Practice 1
Name: Implementing Bisection Method using Excel.
1. Objective: to find the root of non-linear equation using bisection Method in Excel.
2. Equipment: Pc or Laptop whit Microsoft Excel release 2016 software program.
3. Background: Non-linear equations may be polynomials or generally non-linear
equations. A root of the equation is simply a value of the independent variable that
satisfies the equation f(x)=0. The equations obtained in real life by people such as
scientists and engineers often are not easy to solve. algebraic techniques such
as transposing terms, factorizing and using the quadratic formula are not
suitable. another method is to use numerical methods which are available to
approximate an answer or root of the equation to a certain level of accuracy.

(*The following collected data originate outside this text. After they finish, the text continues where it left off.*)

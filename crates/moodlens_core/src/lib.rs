//! MoodLens core: the platform independent half of the MoodLens upload page.
//!
//! Holds the score classification, the preview formatting and the
//! sequential batch pipeline. Browser specifics (canvas, fetch, DOM) plug in
//! through the traits in [`pipeline`], so everything here runs and tests on
//! native targets as well.

pub mod config;
pub mod decode;
pub mod error;
pub mod generation;
pub mod pipeline;
pub mod prediction;
pub mod verdict;

pub use config::{ClientConfig, ElementIds, FailurePolicy, LogLevel};
pub use decode::{ImageCrateDecoder, InMemoryFile};
pub use error::{ConfigError, PipelineError, PredictError};
pub use generation::{BatchTicket, BatchTracker};
pub use pipeline::{
    BatchOutcome, BatchPipeline, BatchReport, FileOutcome, ImageDecoder, Notifier, Predictor,
    ResultSink, SelectedFile,
};
pub use prediction::{Prediction, parse_prediction};
pub use verdict::{Percentage, PreviewEntry, Verdict, classify};

/// Edge length of the square preview surface, in pixels.
pub const THUMBNAIL_SIZE: u32 = 256;

/// Width the preview thumbnail is displayed at inside a result block.
pub const DISPLAY_WIDTH: u32 = 150;

/// Scores strictly above this are classified as sad.
pub const SAD_THRESHOLD: f64 = 0.5;
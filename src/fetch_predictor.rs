//! Prediction requests over `fetch`.

use std::future::Future;

use moodlens_core::prediction::{error_message, parse_prediction};
use moodlens_core::{PredictError, Prediction, Predictor, SelectedFile};
use wasm_bindgen::{JsCast, JsValue};
use wasm_bindgen_futures::JsFuture;
use web_sys::{FormData, Request, RequestInit, Response, Window};

use crate::browser_file::BrowserFile;

/// POSTs the original file as multipart form data.
pub struct FetchPredictor {
    window: Window,
    endpoint: String,
    form_field: String,
}

fn transport(e: JsValue) -> PredictError {
    PredictError::Transport(format!("{:?}", e))
}

impl FetchPredictor {
    pub fn new(window: Window, endpoint: impl Into<String>, form_field: impl Into<String>) -> Self {
        Self {
            window,
            endpoint: endpoint.into(),
            form_field: form_field.into(),
        }
    }

    async fn post(&self, file: &BrowserFile) -> Result<Prediction, PredictError> {
        let form = FormData::new().map_err(transport)?;
        form.append_with_blob_and_filename(&self.form_field, file.as_file(), &file.name())
            .map_err(transport)?;

        let init = RequestInit::new();
        init.set_method("POST");
        init.set_body(&form);
        let request = Request::new_with_str_and_init(&self.endpoint, &init).map_err(transport)?;

        log::debug!("POST {} with '{}'", self.endpoint, file.name());
        let response: Response = JsFuture::from(self.window.fetch_with_request(&request))
            .await
            .map_err(transport)?
            .dyn_into()
            .map_err(transport)?;

        if !response.ok() {
            let message = read_text(&response)
                .await
                .ok()
                .and_then(|body| error_message(&body));
            return Err(PredictError::Status {
                status: response.status(),
                message,
            });
        }
        let body = read_text(&response).await?;
        parse_prediction(&body)
    }
}

async fn read_text(response: &Response) -> Result<String, PredictError> {
    let text = JsFuture::from(response.text().map_err(transport)?)
        .await
        .map_err(transport)?;
    Ok(text.as_string().unwrap_or_default())
}

impl Predictor<BrowserFile> for FetchPredictor {
    fn predict(
        &self,
        file: &BrowserFile,
    ) -> impl Future<Output = Result<Prediction, PredictError>> {
        self.post(file)
    }
}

4. Procedure: Find root of 𝑓(𝑥) = √𝑥 − cos(𝑥).using bisection It is easy to see
that estimating is equivalent to finding the positive root of the polynomial
We know, by the Intermediate Value Theorem, that since f is continuous, and since
f(0) < 0 and f(1) > 0, f must have a root between 0 and 1. Thus the root lies between
[0,1]. To find this using the Bisection method, we will want to use the IF function in
Excel. = IF(logical_test, value_if_true, value_if_false) takes < value_if_true > if the <
logical_test > is true, and takes < value_if_false > if the < logical_test > is false.
Here’s how I used this in the spreadsheet show in figure 2 below.
This method can be better understood by looking at a graph of the function show in
figure 1 below.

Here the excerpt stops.